Work request: Scan the data below. Pull out each line where "CostTolerance" occurs.

Task material:

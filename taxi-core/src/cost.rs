//! Route cost comparison.

use std::cmp::Ordering;

/// Relative tolerance used when deciding whether two route costs are tied.
///
/// Costs are sums of `f64` edge weights, so two routes with the same
/// mathematical cost may differ in the last few bits depending on the order
/// their edges were added up. Two costs tie when
/// `|a - b| <= tolerance * max(1, |a|, |b|)`. The default is [`EXACT`](Self::EXACT).
#[derive(Copy, Clone, PartialEq, Debug)]
pub struct CostTolerance(f64);

impl CostTolerance {
    /// Bit-exact comparison.
    pub const EXACT: CostTolerance = CostTolerance(0.0);

    /// Returns `None` if `tolerance` is negative or not finite.
    pub fn new(tolerance: f64) -> Option<Self> {
        if tolerance.is_finite() && tolerance >= 0.0 {
            Some(CostTolerance(tolerance))
        } else {
            None
        }
    }

    pub fn value(self) -> f64 {
        self.0
    }

    /// `a == b`, within tolerance. Infinity only ties infinity.
    pub fn ties(self, a: f64, b: f64) -> bool {
        if a == b {
            return true;
        }
        if !a.is_finite() || !b.is_finite() {
            return false;
        }
        let scale = 1.0_f64.max(a.abs()).max(b.abs());
        (a - b).abs() <= self.0 * scale
    }

    /// `a <= b`, within tolerance.
    pub fn at_most(self, a: f64, b: f64) -> bool {
        a <= b || self.ties(a, b)
    }

    /// `a > b` by more than the tolerance.
    pub fn exceeds(self, a: f64, b: f64) -> bool {
        !self.at_most(a, b)
    }
}

impl Default for CostTolerance {
    fn default() -> Self {
        CostTolerance::EXACT
    }
}

/// Totally ordered wrapper over a cost, usable as a priority queue key.
#[derive(Copy, Clone, Debug)]
pub(crate) struct OrdCost(pub(crate) f64);

impl PartialEq for OrdCost {
    fn eq(&self, other: &Self) -> bool {
        self.cmp(other) == Ordering::Equal
    }
}

impl Eq for OrdCost {}

impl PartialOrd for OrdCost {
    fn partial_cmp(&self, other: &Self) -> Option<Ordering> {
        Some(self.cmp(other))
    }
}

impl Ord for OrdCost {
    fn cmp(&self, other: &Self) -> Ordering {
        debug_assert!(!self.0.is_nan(), "NaN cost detected");
        self.0.total_cmp(&other.0)
    }
}
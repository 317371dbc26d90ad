//! Dictionary metadata and packed marker codes.

use serde::{Deserialize, Serialize};
use sinemtf_core::JsonIoError;
use std::{borrow::Cow, fs, path::Path};

fn default_border_bits() -> usize {
    1
}

/// An ArUco-style marker dictionary.
#[derive(Clone, Debug, PartialEq, Eq, Serialize, Deserialize)]
pub struct Dictionary {
    /// Human-readable name, printed on the chart.
    pub name: Cow<'static, str>,
    /// Number of data bits per side (4 for `4X4_*`).
    pub marker_size: usize,
    /// Width of the solid black frame, in modules.
    #[serde(default = "default_border_bits")]
    pub border_bits: usize,
    /// One code per marker id, encoding the inner `marker_size × marker_size` bits.
    ///
    /// Bits are row-major with bit 0 at the top-left data module; a set bit
    /// is a **white** module (the OpenCV convention).
    pub codes: Cow<'static, [u64]>,
}

impl Dictionary {
    /// Total number of inner bits per marker.
    #[inline]
    pub fn bit_count(&self) -> usize {
        self.marker_size * self.marker_size
    }

    /// Modules per side including the black frame on both sides.
    #[inline]
    pub fn modules_per_side(&self) -> usize {
        self.marker_size + 2 * self.border_bits
    }

    #[inline]
    pub fn len(&self) -> usize {
        self.codes.len()
    }

    #[inline]
    pub fn is_empty(&self) -> bool {
        self.codes.is_empty()
    }

    pub fn code(&self, id: u32) -> Option<u64> {
        self.codes.get(id as usize).copied()
    }

    /// Whether every code fits the packed `u64` representation.
    #[inline]
    pub fn fits_u64(&self) -> bool {
        self.bit_count() <= 64
    }

    /// Full module grid of marker `id` (frame included), row-major, `true` = white.
    ///
    /// `None` for unknown ids and for dictionaries wider than 64 bits.
    pub fn module_grid(&self, id: u32) -> Option<Vec<bool>> {
        if !self.fits_u64() {
            return None;
        }
        let code = self.code(id)?;
        let n = self.modules_per_side();
        let b = self.border_bits;
        let mut grid = vec![false; n * n];
        for y in 0..self.marker_size {
            for x in 0..self.marker_size {
                let bit = (code >> (y * self.marker_size + x)) & 1;
                grid[(y + b) * n + x + b] = bit == 1;
            }
        }
        Some(grid)
    }

    pub fn load_json(path: impl AsRef<Path>) -> Result<Self, JsonIoError> {
        let raw = fs::read_to_string(path)?;
        Ok(serde_json::from_str(&raw)?)
    }

    pub fn write_json(&self, path: impl AsRef<Path>) -> Result<(), JsonIoError> {
        let json = serde_json::to_string_pretty(self)?;
        fs::write(path, json)?;
        Ok(())
    }
}

#[cfg(test)]
mod tests {
    use super::*;
    use crate::builtins::DICT_4X4_50;

    #[test]
    fn module_grid_has_black_frame() {
        let dict = DICT_4X4_50;
        assert_eq!(dict.modules_per_side(), 6);
        let grid = dict.module_grid(0).expect("id 0");
        for i in 0..6 {
            assert!(!grid[i], "top row");
            assert!(!grid[30 + i], "bottom row");
            assert!(!grid[i * 6], "left column");
            assert!(!grid[i * 6 + 5], "right column");
        }
        // 0x4cad: bit 0 set -> top-left data module is white
        assert!(grid[6 + 1]);
        assert!(dict.module_grid(50).is_none());
    }

    #[test]
    fn custom_dictionary_loads_from_json() {
        let json = r#"{ "name": "tiny", "marker_size": 2, "codes": [1, 6] }"#;
        let dict: Dictionary = serde_json::from_str(json).expect("parse");
        assert_eq!(dict.border_bits, 1);
        assert_eq!(dict.len(), 2);

        let dir = tempfile::tempdir().expect("tempdir");
        let path = dir.path().join("dict.json");
        dict.write_json(&path).expect("write");
        assert_eq!(Dictionary::load_json(&path).expect("load"), dict);
    }

    #[test]
    fn oversized_dictionary_has_no_module_grid() {
        let json = r#"{ "name": "wide", "marker_size": 9, "codes": [1] }"#;
        let dict: Dictionary = serde_json::from_str(json).expect("parse");
        assert!(!dict.fits_u64());
        assert!(dict.module_grid(0).is_none());
    }
}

Response:
pub struct CostTolerance(f64);
impl CostTolerance {
    pub const EXACT: CostTolerance = CostTolerance(0.0);
            Some(CostTolerance(tolerance))
impl Default for CostTolerance {
        CostTolerance::EXACT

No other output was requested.